Work task. The expected output is the line with "coordinate, 5 decimals." followed by every remaining line of the entries, all repeated exactly.

Saved entries
<<<<

pub mod engine;
pub mod host;
pub mod presets;
pub mod recording;

pub use engine::*;
pub use host::*;
pub use presets::*;
pub use recording::*;
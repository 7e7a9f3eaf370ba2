/// Geographic position in degrees, `[lng, lat]` order like the wire format.
#[derive(Debug, Copy, Clone, PartialEq)]
pub struct LngLat {
    pub lng: f64,
    pub lat: f64,
}

impl LngLat {
    pub fn new(lng: f64, lat: f64) -> Self {
        Self { lng, lat }
    }

    /// Popup-facing text form, rounded to 5 decimal places.
    pub fn display_rounded(&self) -> String {
        format!("{:.5}, {:.5}", self.lng, self.lat)
    }
}
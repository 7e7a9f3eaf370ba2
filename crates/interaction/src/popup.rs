use foundation::geo::LngLat;
use overlay::Feature;

/// A transient popup anchored on the map. Every click spawns a fresh one;
/// nothing caps how many are open at once.
#[derive(Debug, Clone, PartialEq)]
pub struct Popup {
    pub anchor: LngLat,
    pub html: String,
}

impl Popup {
    pub fn new(anchor: LngLat, html: impl Into<String>) -> Self {
        Self {
            anchor,
            html: html.into(),
        }
    }
}

/// Popup for a click that resolved to a feature: name and score verbatim.
pub fn popup_for_feature(anchor: LngLat, feature: &Feature) -> Popup {
    Popup::new(
        anchor,
        format!(
            "<h3>{}</h3><p>Score: <strong>{}</strong></p>",
            feature.name, feature.score
        ),
    )
}

/// Popup for a click outside every feature: the raw coordinate, 5 decimals.
pub fn popup_for_coordinate(anchor: LngLat) -> Popup {
    Popup::new(anchor, format!("<p>{}</p>", anchor.display_rounded()))
}

/// Click dispatch: feature popup when the click hit one, coordinate popup
/// otherwise.
pub fn popup_for_click(anchor: LngLat, feature: Option<&Feature>) -> Popup {
    match feature {
        Some(feature) => popup_for_feature(anchor, feature),
        None => popup_for_coordinate(anchor),
    }
}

>>>>

Exercise solution.
/// Popup for a click outside every feature: the raw coordinate, 5 decimals.
pub fn popup_for_coordinate(anchor: LngLat) -> Popup {
    Popup::new(anchor, format!("<p>{}</p>", anchor.display_rounded()))
}

/// Click dispatch: feature popup when the click hit one, coordinate popup
/// otherwise.
pub fn popup_for_click(anchor: LngLat, feature: Option<&Feature>) -> Popup {
    match feature {
        Some(feature) => popup_for_feature(anchor, feature),
        None => popup_for_coordinate(anchor),
    }
}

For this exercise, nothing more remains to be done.